As I get back on more of an even keel and get back to my writing schedule, I'd like to reassure those of you waiting on Space Princess' Season Two titles that they're coming soon. Aside from real-world pressures, I was also finding myself a bit stuck in my first title in the new season and how to bring all its elements together, but a break has given me a fresh perspective and some new and pervy ideas that I'm excited to share with you all. So stay tuned for some very sexy retro-SF adventures in the New Year!

(In the meantime, if you're on the lookout for the perfect stocking-stuffer for that Star Trek-loving uncle in your life, might I humbly suggest that the paperback Space Princess Season One Omnibus would make a fine and eminently collectible stocking stuffer!)

With the holiday season looming, I also feel the need to report back to everyone on our experience with Smutfinder (and Starfinder more generally) that I first mentioned back in September. It will be the last of my tabletop games blogging here for a while and there's a lot to cover, so check it out below the fold!

Second Starfinder to the Right, and Straight On Til Morning.

There was a unique pleasure in playing my first tabletop game in ages with fellow smut writers. I've never really done real-time erotic RP in any context outside the actual bedroom before, and I could see it being incredibly awkward: but the estimable Dragon Cobolt, Nate Ravenwood and the rest of a spectacular crew made it safe, comfortable and easy. This element of the game alone was more than worth the price of admission and produced some very fun erotic hijinks which Dragon Cobolt was kind enough to chronicle. I grew very fond of the other characters and of my own adorkable android technomancer Xata Estin in the course of things, and I think the sessions make for pretty fun reading even if (and perhaps because!) they don't come across as polished as normal fiction. 
Japan's indelible XMAU ad campaign images
also make for great alien street gangsters, by the way.

At any rate, you can check the full run out over at Dragon's Tumblr and be the judge:
The Jade Regent experiment with Dragon, Nate and company has now come to an end--the group wanted to move on to another system, for reasons I'll get into below--but I will look back on it with fondness and I've carried some lessons forward from it. 

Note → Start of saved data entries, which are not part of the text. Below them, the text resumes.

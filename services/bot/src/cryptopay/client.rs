//! HTTP client for the Crypto Pay API
//!
//! Timeouts and rate limits are retried with exponential backoff up to the
//! configured attempt budget; every other error surfaces immediately.

use reqwest::Client;
use serde::de::DeserializeOwned;
use serde::Deserialize;
use serde_json::json;
use std::time::Duration;

use async_trait::async_trait;
use backoff::backoff::Backoff;
use shared::constants::{PROVIDER_MAX_RETRIES, PROVIDER_TIMEOUT_SECS};

use super::{
    CreateInvoice, CreateTransfer, ExchangeRate, Invoice, PayProvider, ProviderError, Transfer,
};
use crate::retry::RetryStrategy;

pub struct CryptoPayClient {
    http: Client,
    base_url: String,
    retry: RetryStrategy,
}

#[derive(Deserialize)]
struct ApiResponse<T> {
    ok: bool,
    result: Option<T>,
    error: Option<ApiErrorBody>,
}

#[derive(Deserialize)]
struct ApiErrorBody {
    #[serde(default)]
    code: i64,
    #[serde(default)]
    name: String,
}

#[derive(Deserialize)]
struct Items<T> {
    items: Vec<T>,
}

impl CryptoPayClient {
    pub fn new(base_url: String, api_token: &str) -> Result<Self, ProviderError> {
        let mut headers = reqwest::header::HeaderMap::new();
        let mut token = reqwest::header::HeaderValue::from_str(api_token)
            .map_err(|_| ProviderError::Unauthorized)?;
        token.set_sensitive(true);
        headers.insert("Crypto-Pay-API-Token", token);

        let http = Client::builder()
            .timeout(Duration::from_secs(PROVIDER_TIMEOUT_SECS))
            .default_headers(headers)
            .build()
            .map_err(|e| ProviderError::Http {
                status: 0,
                message: e.to_string(),
            })?;

        Ok(Self {
            http,
            base_url: base_url.trim_end_matches('/').to_string(),
            retry: RetryStrategy::new(PROVIDER_MAX_RETRIES),
        })
    }

    async fn call<T: DeserializeOwned>(
        &self,
        method: &str,
        body: serde_json::Value,
    ) -> Result<T, ProviderError> {
        let url = format!("{}/api/{}", self.base_url, method);
        let mut backoff = self.retry.create_backoff();
        let mut attempt: u32 = 0;

        loop {
            attempt += 1;
            match self.call_once(&url, &body).await {
                Ok(result) => return Ok(result),
                Err(e) if self.retry.is_retryable(&e) && self.retry.should_retry(attempt) => {
                    let delay = backoff.next_backoff().unwrap_or(Duration::from_secs(10));
                    tracing::warn!(
                        method = %method,
                        attempt,
                        error = %e,
                        delay_ms = delay.as_millis() as u64,
                        "Provider call failed, retrying"
                    );
                    metrics::counter!("provider_retries_total", "method" => method.to_string())
                        .increment(1);
                    tokio::time::sleep(delay).await;
                }
                Err(e) => {
                    metrics::counter!("provider_errors_total", "method" => method.to_string())
                        .increment(1);
                    return Err(e);
                }
            }
        }
    }

    async fn call_once<T: DeserializeOwned>(
        &self,
        url: &str,
        body: &serde_json::Value,
    ) -> Result<T, ProviderError> {
        let resp = self
            .http
            .post(url)
            .json(body)
            .send()
            .await
            .map_err(|e| {
                if e.is_timeout() || e.is_connect() {
                    ProviderError::Timeout
                } else {
                    ProviderError::Http {
                        status: 0,
                        message: e.to_string(),
                    }
                }
            })?;

        let status = resp.status();
        match status.as_u16() {
            401 | 403 => return Err(ProviderError::Unauthorized),
            429 => return Err(ProviderError::RateLimited),
            502 | 503 | 504 => return Err(ProviderError::Timeout),
            _ => {}
        }

        let envelope: ApiResponse<T> = resp
            .json()
            .await
            .map_err(|e| ProviderError::Malformed(e.to_string()))?;

        if envelope.ok {
            envelope
                .result
                .ok_or_else(|| ProviderError::Malformed("ok response without result".into()))
        } else {
            let err = envelope.error.unwrap_or(ApiErrorBody {
                code: 0,
                name: String::new(),
            });
            Err(classify_api_error(status.as_u16(), &err))
        }
    }
}

fn classify_api_error(status: u16, err: &ApiErrorBody) -> ProviderError {
    let name = err.name.to_ascii_uppercase();
    if name.contains("ASSET") {
        ProviderError::InvalidAsset
    } else if name.contains("ADDRESS") {
        ProviderError::InvalidAddress
    } else if name.contains("NOT_FOUND") {
        ProviderError::NotFound
    } else if name.contains("ENOUGH") || name.contains("INSUFFICIENT") {
        ProviderError::InsufficientHouse
    } else {
        ProviderError::Http {
            status,
            message: format!("{} ({})", err.name, err.code),
        }
    }
}

#[async_trait]
impl PayProvider for CryptoPayClient {
    async fn create_invoice(&self, req: CreateInvoice) -> Result<Invoice, ProviderError> {
        self.call(
            "createInvoice",
            json!({
                "asset": req.asset.ticker(),
                "amount": req.amount,
                "description": req.description,
                "expires_in": req.expires_in_secs,
            }),
        )
        .await
    }

    async fn get_invoice(&self, invoice_id: i64) -> Result<Invoice, ProviderError> {
        let found: Items<Invoice> = self
            .call(
                "getInvoices",
                json!({ "invoice_ids": invoice_id.to_string() }),
            )
            .await?;
        found
            .items
            .into_iter()
            .next()
            .ok_or(ProviderError::NotFound)
    }

    async fn transfer(&self, req: CreateTransfer) -> Result<Transfer, ProviderError> {
        self.call(
            "transfer",
            json!({
                "asset": req.asset.ticker(),
                "amount": req.amount,
                "destination_address": req.destination_address,
                "spend_id": req.spend_id,
                "comment": req.comment,
            }),
        )
        .await
    }

    async fn get_transfer(&self, spend_id: &str) -> Result<Transfer, ProviderError> {
        let found: Items<Transfer> = self
            .call("getTransfers", json!({ "spend_id": spend_id }))
            .await?;
        found
            .items
            .into_iter()
            .next()
            .ok_or(ProviderError::NotFound)
    }

    async fn get_rates(&self) -> Result<Vec<ExchangeRate>, ProviderError> {
        let rates: Vec<ExchangeRate> = self.call("getExchangeRates", json!({})).await?;
        Ok(rates.into_iter().filter(|r| r.target == "USD").collect())
    }
}
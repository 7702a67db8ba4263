//! Read-side queries over the ledger and game history.

use shared::Cents;
use sqlx::SqlitePool;

use crate::domain::{GameSession, LedgerTx, UserId};
use crate::errors::Result;

#[derive(Clone)]
pub struct HistoryRepository {
    db: SqlitePool,
}

/// Aggregates behind the /stats surface.
#[derive(Debug, Clone)]
pub struct GlobalStats {
    pub total_users: i64,
    pub total_games: i64,
    pub total_wagered: Cents,
    pub total_won: Cents,
}

impl HistoryRepository {
    pub fn new(db: SqlitePool) -> Self {
        Self { db }
    }

    pub async fn recent_transactions(&self, user_id: UserId, limit: i64) -> Result<Vec<LedgerTx>> {
        let rows = sqlx::query_as::<_, LedgerTx>(
            "SELECT * FROM transactions
             WHERE user_id = ?1
             ORDER BY created_at DESC, rowid DESC
             LIMIT ?2",
        )
        .bind(user_id)
        .bind(limit)
        .fetch_all(&self.db)
        .await?;
        Ok(rows)
    }

    pub async fn recent_sessions(&self, user_id: UserId, limit: i64) -> Result<Vec<GameSession>> {
        let rows = sqlx::query_as::<_, GameSession>(
            "SELECT * FROM game_sessions
             WHERE user_id = ?1
             ORDER BY created_at DESC, rowid DESC
             LIMIT ?2",
        )
        .bind(user_id)
        .bind(limit)
        .fetch_all(&self.db)
        .await?;
        Ok(rows)
    }

    pub async fn find_session(&self, session_id: &str) -> Result<Option<GameSession>> {
        let row = sqlx::query_as::<_, GameSession>("SELECT * FROM game_sessions WHERE id = ?1")
            .bind(session_id)
            .fetch_optional(&self.db)
            .await?;
        Ok(row)
    }

    pub async fn global_stats(&self) -> Result<GlobalStats> {
        let (total_users,): (i64,) = sqlx::query_as("SELECT COUNT(*) FROM users")
            .fetch_one(&self.db)
            .await?;
        let (total_games, wagered, won): (i64, Option<i64>, Option<i64>) = sqlx::query_as(
            "SELECT COUNT(*), SUM(bet_amount), SUM(win_amount) FROM game_sessions",
        )
        .fetch_one(&self.db)
        .await?;

        Ok(GlobalStats {
            total_users,
            total_games,
            total_wagered: Cents::new(wagered.unwrap_or(0)),
            total_won: Cents::new(won.unwrap_or(0)),
        })
    }
}
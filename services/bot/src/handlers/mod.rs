pub mod health;
pub mod metrics;
pub mod stats;
pub mod webhook;
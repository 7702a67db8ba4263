use axum::{extract::State, Json};
use serde_json::{json, Value};

use crate::house;
use crate::state::AppState;

pub async fn health_check() -> Json<Value> {
    Json(json!({
        "status": "healthy",
        "timestamp": chrono::Utc::now().to_rfc3339()
    }))
}

/// Uptime ping for external watchdogs.
pub async fn keepalive(State(state): State<AppState>) -> Json<Value> {
    Json(json!({
        "status": "ok",
        "uptime_seconds": state.started_at.elapsed().as_secs(),
        "bot_version": env!("CARGO_PKG_VERSION"),
        "timestamp": chrono::Utc::now().to_rfc3339()
    }))
}

pub async fn detailed_health(State(state): State<AppState>) -> Json<Value> {
    let db_healthy = sqlx::query("SELECT 1").fetch_one(&state.db).await.is_ok();

    let house_health = if db_healthy {
        match house::health(&state.db).await {
            Ok(h) => format!("{:?}", h).to_ascii_lowercase(),
            Err(_) => "unknown".to_string(),
        }
    } else {
        "unknown".to_string()
    };

    Json(json!({
        "status": if db_healthy { "healthy" } else { "degraded" },
        "timestamp": chrono::Utc::now().to_rfc3339(),
        "components": {
            "database": if db_healthy { "healthy" } else { "unhealthy" },
            "house": house_health,
        }
    }))
}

As for me, I grew fond enough of Starfinder as a game to try running a (non-smutty!) campaign of my own, which is in progress at this very moment; so I'm not done with the game by a long-shot, though I won't be discussing it much on the blog after this. So I thought I'd provide some perspectives, based on experience in both the Jade Regent game and my own more quote-unquote "normal" one, on what Starfinder is and isn't and whether you should buy it.

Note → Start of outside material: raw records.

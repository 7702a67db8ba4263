//! Prediction-game engine.
//!
//! A round is: validate the bet and selections, resolve an animation value
//! to an outcome, pay `bet * (|options| / selections) * (1 - edge)` on a
//! hit, and settle through the ledger. Games whose value comes from the
//! platform animation debit first and settle when the value arrives; games
//! rolled in-process settle in a single ledger transaction.

use rand::Rng;
use serde_json::json;
use std::sync::Arc;

use shared::constants::{BET_MIN_CENTS, BPS_DENOMINATOR, HOUSE_EDGE_BPS};
use shared::Cents;

use crate::domain::{GameKind, NewGameSession, ResultLabel, TxKind, TxMeta, UserId};
use crate::errors::{AppError, Result};
use crate::games::descriptors::{descriptor_for, GameDescriptor};
use crate::ledger::{Ledger, Settlement};

/// Uniform roll in `1..=max`. Seams for tests; production uses the thread
/// RNG.
pub trait ChanceSource: Send + Sync {
    fn roll(&self, max: u8) -> u8;
}

pub struct ThreadRngChance;

impl ChanceSource for ThreadRngChance {
    fn roll(&self, max: u8) -> u8 {
        rand::thread_rng().gen_range(1..=max)
    }
}

#[derive(Debug, Clone)]
pub struct PredictionBet {
    pub user_id: UserId,
    pub kind: GameKind,
    pub bet: Cents,
    /// Option indices the player backed; at least one, strictly fewer than
    /// the option count, no duplicates.
    pub selections: Vec<usize>,
}

#[derive(Debug, Clone)]
pub struct PredictionOutcome {
    pub settlement: Settlement,
    pub value: u8,
    pub outcome_index: usize,
    pub outcome_label: &'static str,
    pub win: Cents,
    pub multiplier_bps: i64,
    /// True when the platform value was missing or invalid and the round
    /// fell back to one in-process roll.
    pub degraded: bool,
}

#[derive(Clone)]
pub struct GameEngine {
    pub(crate) ledger: Ledger,
    pub(crate) chance: Arc<dyn ChanceSource>,
    pub(crate) max_bet: Cents,
}

impl GameEngine {
    pub fn new(ledger: Ledger, chance: Arc<dyn ChanceSource>, max_bet: Cents) -> Self {
        Self {
            ledger,
            chance,
            max_bet,
        }
    }

    /// Validate and debit the stake for an animation-driven round. The
    /// caller settles with [`GameEngine::settle_round`] once the value is
    /// known.
    pub async fn begin_round(&self, bet: &PredictionBet) -> Result<String> {
        let descriptor = Self::descriptor(bet.kind)?;
        self.validate(descriptor, bet)?;

        let bet_tx = self
            .ledger
            .debit(
                bet.user_id,
                bet.bet,
                TxKind::Bet,
                &format!("game/{}", bet.kind),
                TxMeta::described(format!("{} bet", bet.kind)),
            )
            .await?;
        Ok(bet_tx.id)
    }

    /// Settle an animation-driven round whose stake was already debited.
    /// `external_value` of `None` (or out of range) degrades to one
    /// in-process roll.
    pub async fn settle_round(
        &self,
        bet: &PredictionBet,
        bet_tx_id: &str,
        external_value: Option<u8>,
    ) -> Result<PredictionOutcome> {
        let descriptor = Self::descriptor(bet.kind)?;
        self.validate(descriptor, bet)?;

        let (value, degraded) = self.resolve_value(descriptor, external_value);
        let (session, outcome) = self.score(descriptor, bet, value, degraded)?;

        let settlement = self
            .ledger
            .settle_after_bet(bet.user_id, bet_tx_id, session)
            .await?;
        Ok(outcome.into_outcome(settlement))
    }

    /// One-shot round for in-process games: debit, roll, and settle in a
    /// single ledger transaction.
    pub async fn play(&self, bet: &PredictionBet) -> Result<PredictionOutcome> {
        let descriptor = Self::descriptor(bet.kind)?;
        self.validate(descriptor, bet)?;

        let value = self.chance.roll(descriptor.max_value());
        let (session, outcome) = self.score(descriptor, bet, value, false)?;

        let settlement = self
            .ledger
            .atomic_bet_settlement(bet.user_id, session)
            .await?;
        Ok(outcome.into_outcome(settlement))
    }

    fn descriptor(kind: GameKind) -> Result<&'static GameDescriptor> {
        descriptor_for(kind)
            .ok_or_else(|| AppError::InvalidSelection(format!("{} is not a prediction game", kind)))
    }

    fn validate(&self, descriptor: &GameDescriptor, bet: &PredictionBet) -> Result<()> {
        if bet.bet < Cents::new(BET_MIN_CENTS) || bet.bet > self.max_bet {
            return Err(AppError::AmountOutOfBounds {
                min: Cents::new(BET_MIN_CENTS),
                max: self.max_bet,
            });
        }

        let n = descriptor.options.len();
        if bet.selections.is_empty() || bet.selections.len() >= n {
            return Err(AppError::InvalidSelection(format!(
                "pick between 1 and {} outcomes",
                n - 1
            )));
        }
        for (i, &sel) in bet.selections.iter().enumerate() {
            if sel >= n {
                return Err(AppError::InvalidSelection(format!(
                    "outcome {} does not exist",
                    sel
                )));
            }
            if bet.selections[..i].contains(&sel) {
                return Err(AppError::InvalidSelection("duplicate outcome".into()));
            }
        }
        Ok(())
    }

    fn resolve_value(&self, descriptor: &GameDescriptor, external: Option<u8>) -> (u8, bool) {
        match external {
            Some(v) if v >= 1 && v <= descriptor.max_value() => (v, false),
            other => {
                if other.is_some() {
                    tracing::warn!(
                        game = %descriptor.kind,
                        value = other.unwrap_or(0),
                        "Animation value out of range, rolling in-process"
                    );
                }
                metrics::counter!("game_degraded_rolls_total", "game" => descriptor.kind.as_str())
                    .increment(1);
                (self.chance.roll(descriptor.max_value()), true)
            }
        }
    }

    fn score(
        &self,
        descriptor: &GameDescriptor,
        bet: &PredictionBet,
        value: u8,
        degraded: bool,
    ) -> Result<(NewGameSession, ScoredRound)> {
        let outcome_index = descriptor
            .outcome_index(value)
            .ok_or_else(|| AppError::AccountingInvariant(format!("value {} unmapped", value)))?;
        let outcome_label = descriptor.options[outcome_index];
        let hit = bet.selections.contains(&outcome_index);

        let options = descriptor.options.len() as i64;
        let picked = bet.selections.len() as i64;
        let win = if hit {
            bet.bet
                .mul_ratio(
                    options * (BPS_DENOMINATOR - HOUSE_EDGE_BPS),
                    picked * BPS_DENOMINATOR,
                )
                .map_err(|e| AppError::AccountingInvariant(e.to_string()))?
        } else {
            Cents::ZERO
        };
        let multiplier_bps = multiplier_bps(options, picked);

        let session = NewGameSession {
            game_kind: bet.kind,
            variant: None,
            bet_amount: bet.bet,
            win_amount: win,
            multiplier_bps,
            game_data: json!({
                "selections": bet.selections,
                "value": value,
                "outcome_index": outcome_index,
                "outcome": outcome_label,
                "source": if degraded { "internal" } else { "external" },
            }),
            result_label: if hit {
                ResultLabel::Win
            } else {
                ResultLabel::Loss
            },
        };

        Ok((
            session,
            ScoredRound {
                value,
                outcome_index,
                outcome_label,
                win,
                multiplier_bps,
                degraded,
            },
        ))
    }
}

/// Display multiplier, rounded to the nearest basis point. Payouts use the
/// exact ratio, never this value.
fn multiplier_bps(options: i64, picked: i64) -> i64 {
    let num = options * (BPS_DENOMINATOR - HOUSE_EDGE_BPS);
    (num + picked / 2) / picked
}

struct ScoredRound {
    value: u8,
    outcome_index: usize,
    outcome_label: &'static str,
    win: Cents,
    multiplier_bps: i64,
    degraded: bool,
}

impl ScoredRound {
    fn into_outcome(self, settlement: Settlement) -> PredictionOutcome {
        PredictionOutcome {
            settlement,
            value: self.value,
            outcome_index: self.outcome_index,
            outcome_label: self.outcome_label,
            win: self.win,
            multiplier_bps: self.multiplier_bps,
            degraded: self.degraded,
        }
    }
}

So... What is Starfinder, Under the Hood?

Pathfinder, the ancestor to Starfinder, was a couple of things. First, as I've mentioned before, it was the continuation of a kind of gaming -- detail-heavy, tactics-heavy, rules-heavy and biased toward the wargamer in all (or at least some) of us -- that Dungeons & Dragons tried to move away from somewhat after Edition 3.5. (Arguably, 5th Edition D&D is the successful culmination of that process by Wizards of the Coast.) Secondly and perhaps just as importantly, it reinvigorated that kind of gaming by providing a new setting for it: a kitchen-sink pulp-adventure-fantasy-sword-and-sorcery setting called Golarion, which caught the imaginations of enough gamers for Pathfinder to even out-sell its progenitor system for a time.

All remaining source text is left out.